● **About this task**
Work out how many lines of the data hold the string "main", and reply with that number alone.

● **Dataset entries**
================================
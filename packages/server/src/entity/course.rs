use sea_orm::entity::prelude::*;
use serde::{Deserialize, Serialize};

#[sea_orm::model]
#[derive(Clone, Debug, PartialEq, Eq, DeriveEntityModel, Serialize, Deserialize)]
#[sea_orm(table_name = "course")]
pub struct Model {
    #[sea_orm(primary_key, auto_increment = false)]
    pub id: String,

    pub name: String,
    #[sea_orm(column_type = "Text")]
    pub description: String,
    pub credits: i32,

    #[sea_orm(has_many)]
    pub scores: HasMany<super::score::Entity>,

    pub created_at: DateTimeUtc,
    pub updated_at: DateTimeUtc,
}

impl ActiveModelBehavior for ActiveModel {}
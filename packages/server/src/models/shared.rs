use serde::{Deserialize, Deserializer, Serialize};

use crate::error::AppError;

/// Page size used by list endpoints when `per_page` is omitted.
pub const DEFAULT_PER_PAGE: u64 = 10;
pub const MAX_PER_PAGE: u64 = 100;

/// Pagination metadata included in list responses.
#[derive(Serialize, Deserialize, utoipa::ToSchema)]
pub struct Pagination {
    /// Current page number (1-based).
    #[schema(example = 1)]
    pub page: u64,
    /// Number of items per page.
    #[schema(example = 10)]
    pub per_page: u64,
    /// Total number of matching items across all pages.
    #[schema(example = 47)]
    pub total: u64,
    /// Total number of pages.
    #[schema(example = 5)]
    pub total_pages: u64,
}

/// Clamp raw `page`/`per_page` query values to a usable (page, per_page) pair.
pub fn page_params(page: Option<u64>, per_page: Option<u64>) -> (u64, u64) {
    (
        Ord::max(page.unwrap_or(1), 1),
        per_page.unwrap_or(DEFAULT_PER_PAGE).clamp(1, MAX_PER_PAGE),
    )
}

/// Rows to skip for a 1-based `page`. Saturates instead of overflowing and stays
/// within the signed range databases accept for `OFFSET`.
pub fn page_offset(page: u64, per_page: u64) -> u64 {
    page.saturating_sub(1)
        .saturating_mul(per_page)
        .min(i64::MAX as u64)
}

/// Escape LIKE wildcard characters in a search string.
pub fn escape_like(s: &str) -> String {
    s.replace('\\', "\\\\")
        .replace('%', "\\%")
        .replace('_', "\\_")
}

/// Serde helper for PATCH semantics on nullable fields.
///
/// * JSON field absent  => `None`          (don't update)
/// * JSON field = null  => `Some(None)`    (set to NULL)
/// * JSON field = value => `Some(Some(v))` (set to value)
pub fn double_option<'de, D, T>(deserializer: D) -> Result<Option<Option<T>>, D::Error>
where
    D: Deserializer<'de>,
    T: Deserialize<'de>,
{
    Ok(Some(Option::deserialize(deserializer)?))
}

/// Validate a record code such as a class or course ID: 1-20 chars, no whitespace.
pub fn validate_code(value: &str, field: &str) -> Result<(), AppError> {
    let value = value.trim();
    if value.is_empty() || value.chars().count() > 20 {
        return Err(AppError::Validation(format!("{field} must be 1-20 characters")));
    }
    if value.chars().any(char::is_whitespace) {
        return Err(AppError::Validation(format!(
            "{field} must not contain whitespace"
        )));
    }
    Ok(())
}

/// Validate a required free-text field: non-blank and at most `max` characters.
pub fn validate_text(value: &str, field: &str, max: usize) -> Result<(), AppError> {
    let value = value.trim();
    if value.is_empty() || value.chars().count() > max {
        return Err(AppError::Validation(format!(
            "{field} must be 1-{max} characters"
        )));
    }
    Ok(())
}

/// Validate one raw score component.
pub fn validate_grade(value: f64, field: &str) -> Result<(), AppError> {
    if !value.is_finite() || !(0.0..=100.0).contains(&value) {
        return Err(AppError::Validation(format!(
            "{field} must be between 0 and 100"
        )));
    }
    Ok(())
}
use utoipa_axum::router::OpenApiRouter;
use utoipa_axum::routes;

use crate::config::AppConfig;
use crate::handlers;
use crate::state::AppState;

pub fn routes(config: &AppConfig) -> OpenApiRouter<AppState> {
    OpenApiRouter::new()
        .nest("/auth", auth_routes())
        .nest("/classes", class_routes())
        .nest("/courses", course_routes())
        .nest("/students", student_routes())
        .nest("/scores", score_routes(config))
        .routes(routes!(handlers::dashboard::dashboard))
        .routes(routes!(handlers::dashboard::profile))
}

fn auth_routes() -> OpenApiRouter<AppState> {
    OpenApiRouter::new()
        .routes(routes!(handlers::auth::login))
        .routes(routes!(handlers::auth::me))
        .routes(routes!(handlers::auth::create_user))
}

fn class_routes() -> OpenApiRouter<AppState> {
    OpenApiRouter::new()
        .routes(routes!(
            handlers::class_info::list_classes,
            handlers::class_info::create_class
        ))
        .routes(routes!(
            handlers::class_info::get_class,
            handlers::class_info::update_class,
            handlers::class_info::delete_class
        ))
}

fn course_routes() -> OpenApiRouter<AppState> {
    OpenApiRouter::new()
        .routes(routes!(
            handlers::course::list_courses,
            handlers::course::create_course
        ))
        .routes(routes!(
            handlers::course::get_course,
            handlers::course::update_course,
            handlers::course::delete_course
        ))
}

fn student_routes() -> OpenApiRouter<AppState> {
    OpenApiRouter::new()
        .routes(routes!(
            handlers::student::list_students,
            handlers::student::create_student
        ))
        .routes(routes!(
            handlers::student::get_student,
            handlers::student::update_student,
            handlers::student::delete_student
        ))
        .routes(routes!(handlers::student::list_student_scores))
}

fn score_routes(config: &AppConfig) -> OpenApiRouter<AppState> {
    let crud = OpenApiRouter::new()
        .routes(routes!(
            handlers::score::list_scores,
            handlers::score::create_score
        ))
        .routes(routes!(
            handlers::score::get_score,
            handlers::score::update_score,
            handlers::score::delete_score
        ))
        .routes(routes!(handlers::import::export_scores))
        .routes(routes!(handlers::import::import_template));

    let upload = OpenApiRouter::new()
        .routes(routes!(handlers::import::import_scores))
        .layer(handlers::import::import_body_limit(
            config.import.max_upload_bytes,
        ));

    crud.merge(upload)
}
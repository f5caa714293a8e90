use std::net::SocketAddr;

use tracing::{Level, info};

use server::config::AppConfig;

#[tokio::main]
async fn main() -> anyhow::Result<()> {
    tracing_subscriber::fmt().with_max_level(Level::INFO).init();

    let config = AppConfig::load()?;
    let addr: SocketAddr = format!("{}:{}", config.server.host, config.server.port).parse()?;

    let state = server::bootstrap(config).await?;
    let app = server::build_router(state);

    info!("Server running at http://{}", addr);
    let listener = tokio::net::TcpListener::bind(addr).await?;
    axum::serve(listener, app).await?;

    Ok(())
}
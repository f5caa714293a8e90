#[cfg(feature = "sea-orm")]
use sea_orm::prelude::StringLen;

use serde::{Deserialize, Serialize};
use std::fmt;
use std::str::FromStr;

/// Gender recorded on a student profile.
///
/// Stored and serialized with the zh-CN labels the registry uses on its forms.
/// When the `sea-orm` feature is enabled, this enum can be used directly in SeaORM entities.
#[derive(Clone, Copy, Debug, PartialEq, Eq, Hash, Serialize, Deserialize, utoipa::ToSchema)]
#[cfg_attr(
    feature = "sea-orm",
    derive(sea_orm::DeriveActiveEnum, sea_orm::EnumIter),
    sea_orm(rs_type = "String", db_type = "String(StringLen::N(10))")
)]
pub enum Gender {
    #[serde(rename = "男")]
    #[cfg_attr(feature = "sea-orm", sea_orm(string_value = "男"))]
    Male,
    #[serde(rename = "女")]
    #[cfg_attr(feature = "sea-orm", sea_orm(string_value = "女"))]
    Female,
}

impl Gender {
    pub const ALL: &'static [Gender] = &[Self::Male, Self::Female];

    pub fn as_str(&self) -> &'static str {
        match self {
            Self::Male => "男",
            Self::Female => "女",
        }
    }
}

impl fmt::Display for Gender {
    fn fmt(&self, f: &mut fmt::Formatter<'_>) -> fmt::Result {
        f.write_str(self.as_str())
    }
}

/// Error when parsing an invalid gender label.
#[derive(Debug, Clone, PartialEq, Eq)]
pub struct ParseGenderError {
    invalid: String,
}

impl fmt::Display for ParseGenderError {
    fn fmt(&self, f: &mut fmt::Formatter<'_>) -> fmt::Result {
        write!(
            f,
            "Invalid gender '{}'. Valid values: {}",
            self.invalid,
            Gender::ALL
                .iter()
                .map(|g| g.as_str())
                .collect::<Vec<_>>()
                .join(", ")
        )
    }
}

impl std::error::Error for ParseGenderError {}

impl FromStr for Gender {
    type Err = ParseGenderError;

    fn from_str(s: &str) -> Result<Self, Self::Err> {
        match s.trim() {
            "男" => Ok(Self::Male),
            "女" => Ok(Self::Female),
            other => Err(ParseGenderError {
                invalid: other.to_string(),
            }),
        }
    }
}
================================
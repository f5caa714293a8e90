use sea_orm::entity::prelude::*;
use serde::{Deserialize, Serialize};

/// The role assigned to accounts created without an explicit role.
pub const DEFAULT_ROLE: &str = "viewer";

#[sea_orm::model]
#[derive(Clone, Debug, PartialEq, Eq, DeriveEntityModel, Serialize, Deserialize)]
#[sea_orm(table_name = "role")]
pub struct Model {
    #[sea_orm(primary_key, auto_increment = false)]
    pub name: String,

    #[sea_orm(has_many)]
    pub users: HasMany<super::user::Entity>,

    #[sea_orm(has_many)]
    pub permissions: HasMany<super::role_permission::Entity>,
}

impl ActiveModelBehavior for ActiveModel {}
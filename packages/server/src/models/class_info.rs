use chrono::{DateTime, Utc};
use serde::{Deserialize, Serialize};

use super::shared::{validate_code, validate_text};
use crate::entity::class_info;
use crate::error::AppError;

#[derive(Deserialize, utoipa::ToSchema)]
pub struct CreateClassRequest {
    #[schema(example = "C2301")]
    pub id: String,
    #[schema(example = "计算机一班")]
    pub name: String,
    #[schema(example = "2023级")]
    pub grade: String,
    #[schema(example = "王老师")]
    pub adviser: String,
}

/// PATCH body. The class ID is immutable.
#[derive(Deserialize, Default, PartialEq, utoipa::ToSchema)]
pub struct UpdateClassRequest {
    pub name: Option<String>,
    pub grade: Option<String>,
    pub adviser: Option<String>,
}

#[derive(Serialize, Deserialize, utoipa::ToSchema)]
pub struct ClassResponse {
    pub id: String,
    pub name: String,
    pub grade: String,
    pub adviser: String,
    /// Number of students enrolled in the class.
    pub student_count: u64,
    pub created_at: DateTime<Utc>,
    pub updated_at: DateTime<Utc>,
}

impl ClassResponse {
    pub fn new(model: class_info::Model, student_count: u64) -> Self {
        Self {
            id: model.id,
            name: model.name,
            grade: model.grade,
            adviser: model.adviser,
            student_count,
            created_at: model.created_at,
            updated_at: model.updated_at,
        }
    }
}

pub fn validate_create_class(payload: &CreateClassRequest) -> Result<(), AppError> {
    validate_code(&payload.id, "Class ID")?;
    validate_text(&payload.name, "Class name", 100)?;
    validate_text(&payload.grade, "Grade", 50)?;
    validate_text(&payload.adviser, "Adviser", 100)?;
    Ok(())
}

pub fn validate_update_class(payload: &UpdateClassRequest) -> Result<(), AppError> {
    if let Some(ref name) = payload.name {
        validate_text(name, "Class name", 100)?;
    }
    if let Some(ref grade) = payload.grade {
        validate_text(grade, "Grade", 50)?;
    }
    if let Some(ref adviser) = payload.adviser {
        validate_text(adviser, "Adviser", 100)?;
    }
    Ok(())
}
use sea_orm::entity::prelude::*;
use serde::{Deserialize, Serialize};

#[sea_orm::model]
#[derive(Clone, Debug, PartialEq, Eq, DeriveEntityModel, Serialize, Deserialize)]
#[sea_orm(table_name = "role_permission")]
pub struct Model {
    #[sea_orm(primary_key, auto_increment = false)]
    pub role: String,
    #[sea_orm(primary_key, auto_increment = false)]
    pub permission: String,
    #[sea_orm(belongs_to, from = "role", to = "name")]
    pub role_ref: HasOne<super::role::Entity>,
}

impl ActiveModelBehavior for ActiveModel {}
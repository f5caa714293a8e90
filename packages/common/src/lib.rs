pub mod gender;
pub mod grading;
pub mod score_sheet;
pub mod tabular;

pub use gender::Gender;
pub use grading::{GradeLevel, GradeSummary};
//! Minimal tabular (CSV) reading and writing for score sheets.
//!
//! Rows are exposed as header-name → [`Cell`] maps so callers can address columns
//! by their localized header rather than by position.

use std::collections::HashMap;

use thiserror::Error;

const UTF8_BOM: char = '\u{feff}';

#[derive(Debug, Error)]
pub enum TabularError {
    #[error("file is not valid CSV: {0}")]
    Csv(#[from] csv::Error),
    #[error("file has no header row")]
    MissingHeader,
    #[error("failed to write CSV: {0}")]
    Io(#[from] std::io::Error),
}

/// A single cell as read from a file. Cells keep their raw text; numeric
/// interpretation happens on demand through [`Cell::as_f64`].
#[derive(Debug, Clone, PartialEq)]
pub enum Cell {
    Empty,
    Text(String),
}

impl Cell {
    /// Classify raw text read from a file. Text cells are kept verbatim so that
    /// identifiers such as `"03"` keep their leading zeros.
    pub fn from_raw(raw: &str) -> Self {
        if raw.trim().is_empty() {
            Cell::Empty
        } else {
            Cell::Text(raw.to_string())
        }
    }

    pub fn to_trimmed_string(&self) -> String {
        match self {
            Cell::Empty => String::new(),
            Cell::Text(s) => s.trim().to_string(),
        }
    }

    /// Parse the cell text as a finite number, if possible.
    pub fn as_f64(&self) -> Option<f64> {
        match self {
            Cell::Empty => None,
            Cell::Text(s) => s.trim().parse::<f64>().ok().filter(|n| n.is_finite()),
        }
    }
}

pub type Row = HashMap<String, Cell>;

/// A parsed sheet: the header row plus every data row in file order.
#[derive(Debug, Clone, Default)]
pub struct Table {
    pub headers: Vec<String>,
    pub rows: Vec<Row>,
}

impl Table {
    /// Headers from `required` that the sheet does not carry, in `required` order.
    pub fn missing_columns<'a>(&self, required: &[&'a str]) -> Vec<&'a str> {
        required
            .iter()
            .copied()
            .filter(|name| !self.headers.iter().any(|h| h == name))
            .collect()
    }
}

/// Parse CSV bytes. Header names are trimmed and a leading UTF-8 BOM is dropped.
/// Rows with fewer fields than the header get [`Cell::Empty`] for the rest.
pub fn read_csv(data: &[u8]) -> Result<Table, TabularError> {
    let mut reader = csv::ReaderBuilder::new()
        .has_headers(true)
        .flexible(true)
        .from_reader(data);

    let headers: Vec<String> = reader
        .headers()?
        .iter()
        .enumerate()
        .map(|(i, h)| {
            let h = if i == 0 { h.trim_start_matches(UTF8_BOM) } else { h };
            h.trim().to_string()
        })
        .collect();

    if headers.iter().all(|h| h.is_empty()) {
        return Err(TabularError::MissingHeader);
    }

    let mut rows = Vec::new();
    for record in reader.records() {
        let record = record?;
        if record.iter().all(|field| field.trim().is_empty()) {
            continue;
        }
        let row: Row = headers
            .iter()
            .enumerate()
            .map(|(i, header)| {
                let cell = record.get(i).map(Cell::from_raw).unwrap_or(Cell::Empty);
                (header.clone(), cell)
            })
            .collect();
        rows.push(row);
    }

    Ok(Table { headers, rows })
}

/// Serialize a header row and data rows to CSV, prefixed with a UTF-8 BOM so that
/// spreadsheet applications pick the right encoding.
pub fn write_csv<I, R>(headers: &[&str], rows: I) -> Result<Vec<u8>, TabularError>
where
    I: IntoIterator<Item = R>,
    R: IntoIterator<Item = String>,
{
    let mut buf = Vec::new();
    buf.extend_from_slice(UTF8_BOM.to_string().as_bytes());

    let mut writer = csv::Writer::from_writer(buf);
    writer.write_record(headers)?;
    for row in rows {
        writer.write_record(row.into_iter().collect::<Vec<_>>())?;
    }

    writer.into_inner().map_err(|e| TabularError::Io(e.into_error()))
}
================================
● **Task result**
2